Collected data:

═══

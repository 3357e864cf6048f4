use std::sync::Arc;

use scorm_sync_platform::{AccessEvents, LearningProgress, NoopPlatform, OutcomeReporter};

/// Host platform services the pipeline reports into.
#[derive(Clone)]
pub struct Collaborators {
    pub progress: Arc<dyn LearningProgress>,
    pub events: Arc<dyn AccessEvents>,
    pub outcomes: Arc<dyn OutcomeReporter>,
}

impl std::fmt::Debug for Collaborators {
    fn fmt(&self, f: &mut std::fmt::Formatter<'_>) -> std::fmt::Result {
        f.debug_struct("Collaborators").finish_non_exhaustive()
    }
}

impl Collaborators {
    /// One implementation serving all three services.
    pub fn shared<P>(platform: Arc<P>) -> Self
    where
        P: LearningProgress + AccessEvents + OutcomeReporter + 'static,
    {
        Self {
            progress: Arc::clone(&platform) as Arc<dyn LearningProgress>,
            events: Arc::clone(&platform) as Arc<dyn AccessEvents>,
            outcomes: platform,
        }
    }

    #[must_use]
    pub fn noop() -> Self {
        Self::shared(Arc::new(NoopPlatform))
    }
}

═══

Task goal
Restate the records in full, keeping every word as it is.

Task answer
repository 3357e864cf6048f4
use std::sync::Arc;

use scorm_sync_platform::{AccessEvents, LearningProgress, NoopPlatform, OutcomeReporter};

/// Host platform services the pipeline reports into.
#[derive(Clone)]
pub struct Collaborators {
    pub progress: Arc<dyn LearningProgress>,
    pub events: Arc<dyn AccessEvents>,
    pub outcomes: Arc<dyn OutcomeReporter>,
}

impl std::fmt::Debug for Collaborators {
    fn fmt(&self, f: &mut std::fmt::Formatter<'_>) -> std::fmt::Result {
        f.debug_struct("Collaborators").finish_non_exhaustive()
    }
}

impl Collaborators {
    /// One implementation serving all three services.
    pub fn shared<P>(platform: Arc<P>) -> Self
    where
        P: LearningProgress + AccessEvents + OutcomeReporter + 'static,
    {
        Self {
            progress: Arc::clone(&platform) as Arc<dyn LearningProgress>,
            events: Arc::clone(&platform) as Arc<dyn AccessEvents>,
            outcomes: platform,
        }
    }

    #[must_use]
    pub fn noop() -> Self {
        Self::shared(Arc::new(NoopPlatform))
    }
}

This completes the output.